======== Dataset excerpts

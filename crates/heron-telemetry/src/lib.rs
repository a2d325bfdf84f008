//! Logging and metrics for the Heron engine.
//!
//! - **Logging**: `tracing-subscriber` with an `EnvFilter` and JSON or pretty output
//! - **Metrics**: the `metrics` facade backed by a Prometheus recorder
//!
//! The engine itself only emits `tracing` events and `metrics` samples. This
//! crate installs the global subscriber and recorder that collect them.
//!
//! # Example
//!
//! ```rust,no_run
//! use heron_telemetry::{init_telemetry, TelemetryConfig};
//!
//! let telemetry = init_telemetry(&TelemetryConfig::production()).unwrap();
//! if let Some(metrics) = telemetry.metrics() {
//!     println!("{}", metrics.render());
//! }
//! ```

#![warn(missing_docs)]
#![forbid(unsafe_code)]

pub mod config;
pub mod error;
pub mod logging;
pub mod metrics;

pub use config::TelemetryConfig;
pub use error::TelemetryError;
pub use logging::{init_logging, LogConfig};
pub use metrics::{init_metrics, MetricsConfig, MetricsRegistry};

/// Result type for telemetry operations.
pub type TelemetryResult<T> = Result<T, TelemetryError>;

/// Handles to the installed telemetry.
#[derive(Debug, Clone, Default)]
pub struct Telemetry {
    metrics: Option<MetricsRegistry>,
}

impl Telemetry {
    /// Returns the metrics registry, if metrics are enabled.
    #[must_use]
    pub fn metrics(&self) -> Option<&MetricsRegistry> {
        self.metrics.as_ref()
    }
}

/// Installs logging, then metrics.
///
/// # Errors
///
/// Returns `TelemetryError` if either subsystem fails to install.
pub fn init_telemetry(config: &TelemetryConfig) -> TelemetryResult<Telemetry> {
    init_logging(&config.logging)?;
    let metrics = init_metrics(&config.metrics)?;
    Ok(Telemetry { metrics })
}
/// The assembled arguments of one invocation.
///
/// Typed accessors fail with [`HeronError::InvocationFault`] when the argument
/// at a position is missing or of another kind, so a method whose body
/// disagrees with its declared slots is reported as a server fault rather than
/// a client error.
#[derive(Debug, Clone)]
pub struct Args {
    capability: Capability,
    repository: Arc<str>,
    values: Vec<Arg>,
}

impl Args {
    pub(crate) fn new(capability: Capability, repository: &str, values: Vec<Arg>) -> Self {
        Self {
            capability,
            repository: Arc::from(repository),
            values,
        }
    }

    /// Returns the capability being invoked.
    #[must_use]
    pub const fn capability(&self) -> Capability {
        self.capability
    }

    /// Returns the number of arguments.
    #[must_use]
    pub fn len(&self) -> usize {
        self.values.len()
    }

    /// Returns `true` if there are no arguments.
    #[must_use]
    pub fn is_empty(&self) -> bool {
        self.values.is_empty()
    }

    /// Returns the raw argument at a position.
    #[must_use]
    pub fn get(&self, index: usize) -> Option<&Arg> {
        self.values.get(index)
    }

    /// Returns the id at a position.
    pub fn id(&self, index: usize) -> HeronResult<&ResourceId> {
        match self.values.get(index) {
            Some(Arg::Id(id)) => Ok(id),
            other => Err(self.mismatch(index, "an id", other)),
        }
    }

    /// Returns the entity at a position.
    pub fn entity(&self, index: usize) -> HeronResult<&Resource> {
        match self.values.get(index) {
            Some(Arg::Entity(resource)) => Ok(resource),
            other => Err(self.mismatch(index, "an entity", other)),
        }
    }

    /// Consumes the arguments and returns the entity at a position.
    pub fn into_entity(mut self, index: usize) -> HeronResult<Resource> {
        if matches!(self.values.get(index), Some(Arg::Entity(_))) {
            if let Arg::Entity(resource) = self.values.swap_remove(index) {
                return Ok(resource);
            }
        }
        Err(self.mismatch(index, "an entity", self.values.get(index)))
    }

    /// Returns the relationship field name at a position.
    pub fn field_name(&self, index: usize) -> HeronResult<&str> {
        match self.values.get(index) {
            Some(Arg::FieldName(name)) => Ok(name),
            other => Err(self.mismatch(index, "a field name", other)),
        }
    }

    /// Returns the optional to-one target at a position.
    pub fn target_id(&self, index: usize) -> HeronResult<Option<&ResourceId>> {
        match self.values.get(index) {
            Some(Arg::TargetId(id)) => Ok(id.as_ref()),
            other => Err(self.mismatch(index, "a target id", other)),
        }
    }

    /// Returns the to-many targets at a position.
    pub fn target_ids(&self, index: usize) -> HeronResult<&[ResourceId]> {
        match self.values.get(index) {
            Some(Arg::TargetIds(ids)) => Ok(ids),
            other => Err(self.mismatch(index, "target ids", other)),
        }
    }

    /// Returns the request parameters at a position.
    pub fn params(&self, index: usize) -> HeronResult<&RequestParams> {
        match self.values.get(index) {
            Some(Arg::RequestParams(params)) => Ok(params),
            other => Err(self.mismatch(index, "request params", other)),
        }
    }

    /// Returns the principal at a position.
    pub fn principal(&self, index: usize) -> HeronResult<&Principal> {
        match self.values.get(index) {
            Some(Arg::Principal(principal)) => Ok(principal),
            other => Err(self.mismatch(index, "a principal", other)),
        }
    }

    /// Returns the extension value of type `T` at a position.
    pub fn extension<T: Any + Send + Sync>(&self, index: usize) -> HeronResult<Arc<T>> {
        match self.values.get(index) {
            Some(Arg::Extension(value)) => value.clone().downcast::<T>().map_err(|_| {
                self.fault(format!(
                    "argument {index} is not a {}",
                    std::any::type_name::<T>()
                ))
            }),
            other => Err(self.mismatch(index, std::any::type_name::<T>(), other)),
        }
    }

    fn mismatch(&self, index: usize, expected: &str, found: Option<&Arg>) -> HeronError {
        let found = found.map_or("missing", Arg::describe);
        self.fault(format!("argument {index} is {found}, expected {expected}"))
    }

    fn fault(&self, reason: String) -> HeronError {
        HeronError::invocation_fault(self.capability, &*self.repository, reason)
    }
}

================
======== Dataset excerpts

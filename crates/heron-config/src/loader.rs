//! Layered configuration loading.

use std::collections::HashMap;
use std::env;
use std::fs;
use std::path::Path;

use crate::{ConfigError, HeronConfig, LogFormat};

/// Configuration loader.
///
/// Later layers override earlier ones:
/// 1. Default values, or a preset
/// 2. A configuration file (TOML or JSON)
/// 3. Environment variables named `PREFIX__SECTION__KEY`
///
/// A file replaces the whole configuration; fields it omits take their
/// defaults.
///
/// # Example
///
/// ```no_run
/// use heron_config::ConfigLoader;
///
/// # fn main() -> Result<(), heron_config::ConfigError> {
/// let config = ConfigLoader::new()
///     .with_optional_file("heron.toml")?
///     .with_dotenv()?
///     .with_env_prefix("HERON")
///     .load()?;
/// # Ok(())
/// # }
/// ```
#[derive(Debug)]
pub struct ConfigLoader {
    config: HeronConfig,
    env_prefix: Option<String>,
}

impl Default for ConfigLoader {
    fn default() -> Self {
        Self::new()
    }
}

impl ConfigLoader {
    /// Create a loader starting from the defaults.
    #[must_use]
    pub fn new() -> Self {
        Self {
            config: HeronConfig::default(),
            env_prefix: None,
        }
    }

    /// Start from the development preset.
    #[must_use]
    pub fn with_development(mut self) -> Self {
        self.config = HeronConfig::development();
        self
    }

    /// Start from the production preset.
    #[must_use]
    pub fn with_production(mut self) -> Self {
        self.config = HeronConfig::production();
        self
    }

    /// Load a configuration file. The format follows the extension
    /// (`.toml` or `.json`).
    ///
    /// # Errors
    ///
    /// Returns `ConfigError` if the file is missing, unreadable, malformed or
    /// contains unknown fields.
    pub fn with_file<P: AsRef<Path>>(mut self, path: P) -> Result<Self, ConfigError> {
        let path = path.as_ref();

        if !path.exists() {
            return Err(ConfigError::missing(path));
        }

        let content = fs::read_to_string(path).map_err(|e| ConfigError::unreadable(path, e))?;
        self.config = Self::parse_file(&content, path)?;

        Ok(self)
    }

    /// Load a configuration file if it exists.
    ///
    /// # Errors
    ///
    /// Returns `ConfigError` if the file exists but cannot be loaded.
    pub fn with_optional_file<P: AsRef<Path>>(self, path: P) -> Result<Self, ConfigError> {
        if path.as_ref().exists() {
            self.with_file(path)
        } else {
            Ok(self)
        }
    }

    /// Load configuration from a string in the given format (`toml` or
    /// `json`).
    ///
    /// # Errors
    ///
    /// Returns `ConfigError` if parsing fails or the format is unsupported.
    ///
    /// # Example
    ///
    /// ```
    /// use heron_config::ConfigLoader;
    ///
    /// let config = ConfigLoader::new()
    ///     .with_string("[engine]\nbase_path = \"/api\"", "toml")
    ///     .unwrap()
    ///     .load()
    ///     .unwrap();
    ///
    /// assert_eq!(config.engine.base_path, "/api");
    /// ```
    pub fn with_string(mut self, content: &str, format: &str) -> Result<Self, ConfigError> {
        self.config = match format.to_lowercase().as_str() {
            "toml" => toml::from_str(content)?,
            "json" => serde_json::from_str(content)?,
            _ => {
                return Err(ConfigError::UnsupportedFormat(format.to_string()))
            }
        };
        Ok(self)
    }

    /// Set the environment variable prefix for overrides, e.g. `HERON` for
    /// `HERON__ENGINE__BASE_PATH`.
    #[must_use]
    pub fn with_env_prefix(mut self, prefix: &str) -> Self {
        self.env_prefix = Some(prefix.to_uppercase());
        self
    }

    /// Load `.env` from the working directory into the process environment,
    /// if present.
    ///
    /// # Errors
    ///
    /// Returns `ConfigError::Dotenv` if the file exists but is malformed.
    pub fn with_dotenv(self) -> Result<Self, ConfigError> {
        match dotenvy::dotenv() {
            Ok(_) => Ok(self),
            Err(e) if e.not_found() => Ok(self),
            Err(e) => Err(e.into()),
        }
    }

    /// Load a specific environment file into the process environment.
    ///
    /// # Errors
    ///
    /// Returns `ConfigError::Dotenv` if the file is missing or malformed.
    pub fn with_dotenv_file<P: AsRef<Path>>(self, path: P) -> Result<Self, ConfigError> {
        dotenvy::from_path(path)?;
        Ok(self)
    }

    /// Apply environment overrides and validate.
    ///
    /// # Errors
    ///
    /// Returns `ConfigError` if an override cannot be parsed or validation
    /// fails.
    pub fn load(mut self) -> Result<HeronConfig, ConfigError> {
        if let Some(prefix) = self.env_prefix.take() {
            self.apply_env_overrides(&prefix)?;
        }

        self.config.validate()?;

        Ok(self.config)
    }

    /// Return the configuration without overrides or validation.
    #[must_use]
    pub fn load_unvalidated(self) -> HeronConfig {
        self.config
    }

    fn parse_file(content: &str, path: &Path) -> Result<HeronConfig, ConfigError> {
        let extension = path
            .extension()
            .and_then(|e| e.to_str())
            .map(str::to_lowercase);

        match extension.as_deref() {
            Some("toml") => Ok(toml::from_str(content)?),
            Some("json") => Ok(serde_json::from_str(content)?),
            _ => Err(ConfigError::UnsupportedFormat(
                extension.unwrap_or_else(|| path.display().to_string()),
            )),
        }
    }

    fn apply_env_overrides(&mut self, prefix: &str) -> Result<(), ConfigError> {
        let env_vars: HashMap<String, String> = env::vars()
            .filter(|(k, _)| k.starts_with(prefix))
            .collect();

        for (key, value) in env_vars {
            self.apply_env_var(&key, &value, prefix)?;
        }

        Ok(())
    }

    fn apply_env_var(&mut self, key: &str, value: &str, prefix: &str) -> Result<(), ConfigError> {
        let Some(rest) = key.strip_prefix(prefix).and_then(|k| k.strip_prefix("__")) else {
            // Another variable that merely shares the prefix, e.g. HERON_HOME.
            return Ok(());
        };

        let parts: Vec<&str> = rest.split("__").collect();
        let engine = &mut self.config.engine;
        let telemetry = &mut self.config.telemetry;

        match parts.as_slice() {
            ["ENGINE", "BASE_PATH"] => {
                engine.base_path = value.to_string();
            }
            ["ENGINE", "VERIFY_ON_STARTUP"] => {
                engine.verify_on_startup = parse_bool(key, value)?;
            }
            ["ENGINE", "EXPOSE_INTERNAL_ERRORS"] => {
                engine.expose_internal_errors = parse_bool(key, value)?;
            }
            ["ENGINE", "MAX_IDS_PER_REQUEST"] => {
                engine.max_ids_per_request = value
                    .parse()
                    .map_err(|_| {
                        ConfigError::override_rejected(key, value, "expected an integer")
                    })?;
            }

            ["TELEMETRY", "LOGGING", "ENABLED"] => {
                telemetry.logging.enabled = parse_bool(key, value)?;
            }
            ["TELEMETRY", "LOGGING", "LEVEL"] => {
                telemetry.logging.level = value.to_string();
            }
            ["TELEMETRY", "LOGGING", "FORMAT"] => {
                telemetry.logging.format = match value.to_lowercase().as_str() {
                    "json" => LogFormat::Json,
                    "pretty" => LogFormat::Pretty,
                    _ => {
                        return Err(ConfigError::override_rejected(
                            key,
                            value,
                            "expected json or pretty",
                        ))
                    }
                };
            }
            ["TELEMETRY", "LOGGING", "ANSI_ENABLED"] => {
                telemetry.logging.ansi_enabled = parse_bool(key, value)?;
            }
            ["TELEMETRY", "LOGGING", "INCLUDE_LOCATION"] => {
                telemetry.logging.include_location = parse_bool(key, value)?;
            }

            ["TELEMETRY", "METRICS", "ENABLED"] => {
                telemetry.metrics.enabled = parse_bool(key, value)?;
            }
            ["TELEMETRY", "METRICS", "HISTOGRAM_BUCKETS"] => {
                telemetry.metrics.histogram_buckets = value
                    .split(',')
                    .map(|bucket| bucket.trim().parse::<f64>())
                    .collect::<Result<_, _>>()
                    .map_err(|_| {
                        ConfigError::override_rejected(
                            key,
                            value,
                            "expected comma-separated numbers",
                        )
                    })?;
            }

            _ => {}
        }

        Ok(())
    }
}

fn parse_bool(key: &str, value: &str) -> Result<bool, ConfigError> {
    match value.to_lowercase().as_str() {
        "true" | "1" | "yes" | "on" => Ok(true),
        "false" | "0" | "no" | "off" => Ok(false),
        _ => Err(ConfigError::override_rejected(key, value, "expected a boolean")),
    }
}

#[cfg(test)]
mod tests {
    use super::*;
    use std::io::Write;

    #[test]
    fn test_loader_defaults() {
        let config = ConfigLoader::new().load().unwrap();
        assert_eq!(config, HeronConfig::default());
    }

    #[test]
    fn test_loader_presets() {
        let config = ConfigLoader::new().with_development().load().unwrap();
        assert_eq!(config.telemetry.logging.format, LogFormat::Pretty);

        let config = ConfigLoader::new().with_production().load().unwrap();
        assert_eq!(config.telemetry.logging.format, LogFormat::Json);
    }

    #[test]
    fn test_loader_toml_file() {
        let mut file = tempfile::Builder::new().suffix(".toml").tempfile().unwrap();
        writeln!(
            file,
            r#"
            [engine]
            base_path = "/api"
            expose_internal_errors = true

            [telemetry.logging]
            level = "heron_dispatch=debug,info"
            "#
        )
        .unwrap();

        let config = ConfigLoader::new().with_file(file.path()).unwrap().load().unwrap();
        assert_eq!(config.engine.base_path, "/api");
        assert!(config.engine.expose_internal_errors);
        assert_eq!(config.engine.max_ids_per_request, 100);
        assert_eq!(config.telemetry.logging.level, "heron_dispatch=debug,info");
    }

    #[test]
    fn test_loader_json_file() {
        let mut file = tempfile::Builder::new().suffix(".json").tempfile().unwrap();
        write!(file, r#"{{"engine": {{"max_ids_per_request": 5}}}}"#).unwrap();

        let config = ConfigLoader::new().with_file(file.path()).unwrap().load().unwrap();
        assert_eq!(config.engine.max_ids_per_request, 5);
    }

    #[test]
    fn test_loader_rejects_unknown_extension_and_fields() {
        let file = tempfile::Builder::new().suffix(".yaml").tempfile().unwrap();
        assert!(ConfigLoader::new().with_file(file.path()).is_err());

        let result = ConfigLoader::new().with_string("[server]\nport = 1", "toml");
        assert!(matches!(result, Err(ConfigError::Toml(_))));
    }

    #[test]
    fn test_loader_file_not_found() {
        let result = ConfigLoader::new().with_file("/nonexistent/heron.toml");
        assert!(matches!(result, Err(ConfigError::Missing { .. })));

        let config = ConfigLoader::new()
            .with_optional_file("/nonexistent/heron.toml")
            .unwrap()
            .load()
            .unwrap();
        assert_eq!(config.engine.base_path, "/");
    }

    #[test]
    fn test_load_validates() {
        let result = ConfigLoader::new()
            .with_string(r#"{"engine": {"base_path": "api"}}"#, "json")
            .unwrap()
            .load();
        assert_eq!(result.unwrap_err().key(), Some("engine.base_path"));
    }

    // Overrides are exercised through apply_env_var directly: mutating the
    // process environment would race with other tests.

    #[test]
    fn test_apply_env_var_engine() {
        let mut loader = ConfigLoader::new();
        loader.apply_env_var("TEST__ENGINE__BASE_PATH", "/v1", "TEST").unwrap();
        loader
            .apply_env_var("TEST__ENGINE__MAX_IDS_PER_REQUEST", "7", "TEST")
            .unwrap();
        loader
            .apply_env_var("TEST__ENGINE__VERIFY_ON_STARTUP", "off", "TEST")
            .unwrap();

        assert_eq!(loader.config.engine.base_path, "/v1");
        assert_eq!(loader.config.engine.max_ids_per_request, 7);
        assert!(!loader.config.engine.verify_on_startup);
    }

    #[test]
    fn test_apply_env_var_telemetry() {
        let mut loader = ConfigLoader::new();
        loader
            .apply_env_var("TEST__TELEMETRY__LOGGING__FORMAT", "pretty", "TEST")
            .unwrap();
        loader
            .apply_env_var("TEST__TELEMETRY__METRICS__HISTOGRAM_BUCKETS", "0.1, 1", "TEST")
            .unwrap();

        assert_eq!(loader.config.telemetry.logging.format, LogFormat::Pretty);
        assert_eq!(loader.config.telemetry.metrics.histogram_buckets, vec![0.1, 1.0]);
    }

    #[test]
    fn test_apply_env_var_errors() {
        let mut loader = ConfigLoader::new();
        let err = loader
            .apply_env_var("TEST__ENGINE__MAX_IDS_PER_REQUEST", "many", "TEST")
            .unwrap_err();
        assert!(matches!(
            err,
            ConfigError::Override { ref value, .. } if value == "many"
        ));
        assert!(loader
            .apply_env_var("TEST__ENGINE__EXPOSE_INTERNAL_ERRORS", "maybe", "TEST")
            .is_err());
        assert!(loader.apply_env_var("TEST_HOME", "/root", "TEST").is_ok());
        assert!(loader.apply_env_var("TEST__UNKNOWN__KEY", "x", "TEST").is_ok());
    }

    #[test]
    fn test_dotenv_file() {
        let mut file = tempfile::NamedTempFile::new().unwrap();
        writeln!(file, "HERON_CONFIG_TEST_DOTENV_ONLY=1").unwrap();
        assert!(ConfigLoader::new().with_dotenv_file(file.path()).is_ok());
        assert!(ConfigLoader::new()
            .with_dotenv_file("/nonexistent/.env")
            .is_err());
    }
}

================

▶ **Task directions**
In your answer, include only the lines above starting at the line that holds "if let Some(prefix)" and ending at the line that holds "let Some(rest) = key.strip_prefix(prefix).and_then(|k|", copied exactly.

▶ **Result for this task**
        if let Some(prefix) = self.env_prefix.take() {
            self.apply_env_overrides(&prefix)?;
        }

        self.config.validate()?;

        Ok(self.config)
    }

    /// Return the configuration without overrides or validation.
    #[must_use]
    pub fn load_unvalidated(self) -> HeronConfig {
        self.config
    }

    fn parse_file(content: &str, path: &Path) -> Result<HeronConfig, ConfigError> {
        let extension = path
            .extension()
            .and_then(|e| e.to_str())
            .map(str::to_lowercase);

        match extension.as_deref() {
            Some("toml") => Ok(toml::from_str(content)?),
            Some("json") => Ok(serde_json::from_str(content)?),
            _ => Err(ConfigError::UnsupportedFormat(
                extension.unwrap_or_else(|| path.display().to_string()),
            )),
        }
    }

    fn apply_env_overrides(&mut self, prefix: &str) -> Result<(), ConfigError> {
        let env_vars: HashMap<String, String> = env::vars()
            .filter(|(k, _)| k.starts_with(prefix))
            .collect();

        for (key, value) in env_vars {
            self.apply_env_var(&key, &value, prefix)?;
        }

        Ok(())
    }

    fn apply_env_var(&mut self, key: &str, value: &str, prefix: &str) -> Result<(), ConfigError> {
        let Some(rest) = key.strip_prefix(prefix).and_then(|k| k.strip_prefix("__")) else {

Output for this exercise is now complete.